BARCELONA, Spain — Audi's redesigned A8 flagship luxury sedan introduced here last week can drive itself in heavy highway traffic — but only if the local law lets it.
That's a big problem facing all automakers as they push to introduce Level 3 autonomous driving in their vehicles: how to explain to customers that their car will drive itself in a traffic jam in Florida, but if those same conditions happen when they cross the state line into Alabama, they have to keep their hands on the wheel, their foot on the brake and their eyes on the road.
It's a case of technology outstripping humans' ability to keep up, and it may take the U.S. Congress to solve.
Until then, automakers will face problems such as Audi's. Audi says the redesigned A8 will launch this year in Europe and in late spring in the U.S. with all of the technologies and sensor arrays to enable the car to pilot itself in bumper-to-bumper traffic. But the German luxury brand says it won't turn on the features until laws are passed in each jurisdiction that enable the technology to operate legally.
Republicans in the U.S. House of Representatives expect to hold hearings this week on a package of 14 bills that would allow U.S. regulators to exempt up to 100,000 vehicles a year per manufacturer from federal safety rules against the sale of self-driving vehicles without human controls. The draft measures would bar states from setting self-driving rules and prevent the National Highway Traffic Safety Administration from preapproving self-driving car technologies, Reuters reported.
The Alliance of Automobile Manufacturers, a group representing General Motors, Volks- wagen AG, Toyota Motor Corp. and others, and the Association of Global Automakers, representing major foreign automakers including Honda Motor Co. and Hyundai Motor Co., are forming the Coalition for Future Mobility to press Congress to act. The group began airing radio spots last week to push the legislation. Meanwhile, GM, Alphabet Inc., Tesla Inc. and others have been lobbying Congress to pre-empt rules under consideration in California and other states that could limit self-driving vehicle deployment, Reuters reported.
Scott Keogh, president of Audi of America, told Automotive News here that Audi will have "a fair amount of clarity" about what the next-generation A8 and future vehicles with autonomous technologies will be allowed to do under U.S. laws when the A8 arrives next year.
At launch, Keogh said, "We'll make some determinations about things we won't enable for the customers. Therefore we won't even sell it because we won't even enable it."
If Congress doesn't pre-empt state laws, that might be a problem in the United States, where varying laws have been passed at the state level, says Mirko Reuter, Audi's head of autonomous driving functions.
"In the U.S., all these legal requirements are made on the state level," Reuter said. "We're not talking about [the] whole U.S., [we're] talking about every different state, and every different state will have legal challenges."

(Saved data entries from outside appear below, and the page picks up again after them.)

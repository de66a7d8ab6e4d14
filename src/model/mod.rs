//! Core data model types: account profiles, persisted records, and the
//! opaque host-client identifiers.

pub mod account;
pub mod ids;
pub mod record;
//! Drives the administrative session: message-service creation,
//! configuration, and entry-identifier retrieval.

use tracing::{debug, warn};

use crate::credential::EncryptedCredential;
use crate::error::{ProvisionError, Result};
use crate::host::{
    HostClient, PropertyValue, ServiceAdmin, ServiceProperty, MAPI_E_LOGON_FAILED,
    PROVIDER_EAS, PR_DISPLAY_NAME, PR_PROFILE_OFFLINE_STORE_PATH, PR_PROFILE_SECURE_MAILBOX,
    PR_PST_CONFIG_FLAGS, PR_RESOURCE_FLAGS, PR_SERVICE_EXTRA_CONFIG, PST_CONFIG_UNICODE,
    SERVICE_CREATE_WITH_STORE, SERVICE_EXTRA_CONFIGURED, SERVICE_NO_PRIMARY_IDENTITY,
};
use crate::model::ids::{EntryId, ServiceId};

/// Administrative capability over one profile, opened once per run and
/// reused for every service call.
pub struct ServiceProvisioner {
    admin: Box<dyn ServiceAdmin>,
}

impl ServiceProvisioner {
    /// Obtain the profile's service-admin capability.
    ///
    /// The host signals a missing profile with a recognized status on
    /// this one call; it is surfaced as
    /// [`AdministrationUnavailable`](ProvisionError::AdministrationUnavailable).
    pub fn open_administration(client: &dyn HostClient, profile_name: &str) -> Result<Self> {
        let admin = client.admin_services(profile_name).map_err(|e| match e {
            ProvisionError::Host {
                call: "AdminServices",
                status: MAPI_E_LOGON_FAILED,
            } => ProvisionError::AdministrationUnavailable {
                profile: profile_name.to_string(),
            },
            other => other,
        })?;
        Ok(Self { admin })
    }

    /// Create the message-service instance.
    ///
    /// Any stale offline-store file at the target path is deleted first;
    /// absence is the common case and failures are ignored.
    pub fn create_service(&mut self, display_name: &str, store_path: &str) -> Result<ServiceId> {
        let service = self.admin.create_service(PROVIDER_EAS, display_name)?;
        debug!(service = %service.to_hex(), "created message service");
        delete_stale_store(store_path);
        Ok(service)
    }

    /// Apply the full configuration property list to the service.
    pub fn configure_service(
        &mut self,
        service: &ServiceId,
        store_path: &str,
        display_name: &str,
        credential: &EncryptedCredential,
    ) -> Result<()> {
        let props = [
            ServiceProperty {
                tag: PR_PST_CONFIG_FLAGS,
                value: PropertyValue::Long(PST_CONFIG_UNICODE),
            },
            ServiceProperty {
                tag: PR_PROFILE_OFFLINE_STORE_PATH,
                value: PropertyValue::Unicode(store_path.to_string()),
            },
            ServiceProperty {
                tag: PR_DISPLAY_NAME,
                value: PropertyValue::Unicode(display_name.to_string()),
            },
            ServiceProperty {
                tag: PR_PROFILE_SECURE_MAILBOX,
                value: PropertyValue::Binary(credential.as_bytes().to_vec()),
            },
            ServiceProperty {
                tag: PR_RESOURCE_FLAGS,
                value: PropertyValue::Long(
                    SERVICE_NO_PRIMARY_IDENTITY | SERVICE_CREATE_WITH_STORE,
                ),
            },
            ServiceProperty {
                tag: PR_SERVICE_EXTRA_CONFIG,
                value: PropertyValue::Long(SERVICE_EXTRA_CONFIGURED),
            },
        ];

        self.admin
            .configure_service(service, &props)
            .map_err(|e| match e {
                ProvisionError::Host { call, status } => {
                    ProvisionError::ConfigurationFailed { call, status }
                }
                other => other,
            })
    }

    /// Read the store entry identifier from the service's property
    /// section. An absent or empty value is fatal: the record must not
    /// be committed without it.
    pub fn resolve_entry_identifier(&mut self, service: &ServiceId) -> Result<EntryId> {
        let section = self.admin.open_profile_section(service)?;
        match section.entry_id()? {
            Some(bytes) if !bytes.is_empty() => {
                let entry_id = EntryId::new(bytes);
                debug!(entry_id = %entry_id.to_hex(), "resolved store entry identifier");
                Ok(entry_id)
            }
            _ => Err(ProvisionError::EntryIdentifierUnavailable),
        }
    }
}

/// Best-effort deletion of a stale offline-store file.
pub(crate) fn delete_stale_store(path: &str) {
    match std::fs::remove_file(path) {
        Ok(()) => debug!(path, "deleted stale offline store"),
        Err(e) if e.kind() == std::io::ErrorKind::NotFound => {}
        Err(e) => warn!(path, error = %e, "could not delete stale offline store"),
    }
}
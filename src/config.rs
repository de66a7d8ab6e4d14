//! Application configuration.
//!
//! Configuration is loaded from a TOML file at:
//! 1. `$EASACCOUNT_CONFIG` (environment variable)
//! 2. `~/.config/easaccount/config.toml` (Linux/macOS)
//!    `%APPDATA%\easaccount\config.toml` (Windows)
//! 3. Built-in defaults

use std::path::PathBuf;

use serde::{Deserialize, Serialize};

/// Top-level configuration.
#[derive(Debug, Clone, Default, Serialize, Deserialize)]
#[serde(default)]
pub struct Config {
    /// General behavior settings.
    pub general: GeneralConfig,
    /// Provisioning defaults.
    pub provision: ProvisionConfig,
}

/// General behavior settings.
#[derive(Debug, Clone, Serialize, Deserialize)]
#[serde(default)]
pub struct GeneralConfig {
    /// Log level: "error", "warn", "info", "debug", "trace".
    pub log_level: String,
    /// Override cache directory for log files.
    pub cache_dir: Option<PathBuf>,
}

/// Provisioning defaults, overridable per invocation.
#[derive(Debug, Clone, Serialize, Deserialize)]
#[serde(default)]
pub struct ProvisionConfig {
    /// Offline-store folder override. Must end with a path separator.
    pub data_folder: Option<String>,
    /// Restrict new accounts to a one-month sync window.
    pub sync_one_month: bool,
    /// Show reminders for new accounts.
    pub show_reminders: bool,
}

impl Default for GeneralConfig {
    fn default() -> Self {
        Self {
            log_level: "warn".to_string(),
            cache_dir: None,
        }
    }
}

impl Default for ProvisionConfig {
    fn default() -> Self {
        Self {
            data_folder: None,
            sync_one_month: true,
            show_reminders: true,
        }
    }
}

// ── Load / save ─────────────────────────────────────────────────

/// Load configuration, searching standard locations.
///
/// Returns the default configuration if no file is found or on parse error.
pub fn load_config() -> Config {
    if let Some(path) = config_file_path() {
        if path.exists() {
            match std::fs::read_to_string(&path) {
                Ok(contents) => match toml::from_str::<Config>(&contents) {
                    Ok(cfg) => {
                        tracing::info!(path = %path.display(), "Loaded config");
                        return cfg;
                    }
                    Err(e) => {
                        tracing::warn!(
                            path = %path.display(),
                            error = %e,
                            "Failed to parse config, using defaults"
                        );
                    }
                },
                Err(e) => {
                    tracing::warn!(
                        path = %path.display(),
                        error = %e,
                        "Failed to read config file, using defaults"
                    );
                }
            }
        }
    }
    Config::default()
}

/// Determine the config file path (checking env var first, then standard dirs).
pub fn config_file_path() -> Option<PathBuf> {
    // 1. Environment variable override
    if let Ok(env_path) = std::env::var("EASACCOUNT_CONFIG") {
        return Some(PathBuf::from(env_path));
    }

    // 2. Standard config directory
    dirs::config_dir().map(|d| d.join("easaccount").join("config.toml"))
}

/// Return the cache directory used for log files.
pub fn cache_dir(config: &Config) -> PathBuf {
    if let Some(ref dir) = config.general.cache_dir {
        return dir.clone();
    }
    dirs::cache_dir()
        .unwrap_or_else(|| PathBuf::from("."))
        .join("easaccount")
}

#[cfg(test)]
mod tests {
    use super::*;

    #[test]
    fn test_default_config() {
        let cfg = Config::default();
        assert_eq!(cfg.general.log_level, "warn");
        assert!(cfg.provision.data_folder.is_none());
        assert!(cfg.provision.sync_one_month);
        assert!(cfg.provision.show_reminders);
    }

    #[test]
    fn test_partial_config_uses_defaults() {
        let partial = r#"
[provision]
sync_one_month = false
data_folder = 'D:\stores\'
"#;
        let cfg: Config = toml::from_str(partial).expect("parse partial");
        assert!(!cfg.provision.sync_one_month);
        assert_eq!(cfg.provision.data_folder.as_deref(), Some("D:\\stores\\"));
        // Other fields use defaults
        assert_eq!(cfg.general.log_level, "warn");
        assert!(cfg.provision.show_reminders);
    }

    #[test]
    fn test_serialize_deserialize_roundtrip() {
        let cfg = Config::default();
        let toml_str = toml::to_string_pretty(&cfg).expect("serialize");
        let parsed: Config = toml::from_str(&toml_str).expect("deserialize");
        assert_eq!(parsed.general.log_level, cfg.general.log_level);
        assert_eq!(parsed.provision.sync_one_month, cfg.provision.sync_one_month);
    }
}
//! Error types for the ring camera
//!
//! Configuration problems are detected once, when a controller is built.
//! Per-frame problems (missing subject, failed ray query) never surface as
//! errors from `tick`; they are downgraded and logged where they happen.

use std::fmt;

/// Result type for ring camera operations
pub type Result<T> = std::result::Result<T, Error>;

/// Ring camera errors
#[derive(Debug, Clone)]
pub enum Error {
    /// Configuration rejected by validation (ordering, ranges, non-finite values)
    InvalidConfig(String),

    /// A ring with a negative or non-finite radius
    DegenerateRing(String),

    /// The host ray query failed (treated as "no hit" by the controller)
    RaycastFailed(String),
}

impl fmt::Display for Error {
    fn fmt(&self, f: &mut fmt::Formatter<'_>) -> fmt::Result {
        match self {
            Error::InvalidConfig(msg) => write!(f, "Invalid configuration: {}", msg),
            Error::DegenerateRing(msg) => write!(f, "Degenerate ring: {}", msg),
            Error::RaycastFailed(msg) => write!(f, "Raycast failed: {}", msg),
        }
    }
}

impl std::error::Error for Error {}

#[cfg(test)]
#[path = "error_tests.rs"]
mod tests;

He said some states are ahead of others in developing a legal framework for Level 3 autonomy — in which the car assumes complete control under specified conditions — but that legal harmonization will be necessary. The company said it will use geofencing to ensure the A8's Traffic Jam Pilot is available to drivers only in jurisdictions where it is legal.
"We have everything on board for the technologies, so the A8 is equipped with everything that it needs, but the problem is that the legal challenges have not really been solved," Reuter said.
Once the legal issues are resolved in a jurisdiction, the A8's Traffic Jam Pilot functions will be available only under specific circumstances. For example, the car must be on a multilane road with well-marked lanes and with a physical separation, such as a guardrail, between the car and oncoming traffic. The road also must have dedicated exit and entrance lanes, Reuter said.
The automated driving system — which will allow the driver to do other tasks, "like watching videos," while in stop-and-go traffic, Reuter said — will be available only when the car is traveling under 37 mph.
The latest A8's autonomous systems include several redundancies. For example, cameras, radar and lidar sensors are used to monitor the car's surroundings, while an onboard 48-volt electrical system is used to power a redundant braking system.
"One important thing about automation in driving is, because you're now responsible for the driving task, you need to have a backup," Reuter said. "If one of the components fails, everything safety-related must be backed up."
As automakers progress with autonomous vehicle development, questions of financial responsibility will arise. Reuter said that as Audi offers its first Level 3 car, it will mean taking responsibility for the car's actions.
"If you're offering Level 3, we are in charge of the driving part," he said. "That means, of course, if we have driven, then we are responsible. That's true."
In some ways, managing customer expectations about what the new A8 can do — eventually — will be a challenging task, one that all automakers will struggle with regarding their own vehicles.
"People get carried away by their imaginations when they hear about automated driving" Reuter said. "This is just one first step that we are focusing on."
Keogh predicted that, unlike some other premium brands rushing to deliver autonomous driving capabilities, Audi will be cautious: "I think we're one of the types of companies that is going to take less risk because we want to make sure this technology is accepted, this technology is verified, this technology is trustworthy. It's us, the government and consumers that will launch this revolution."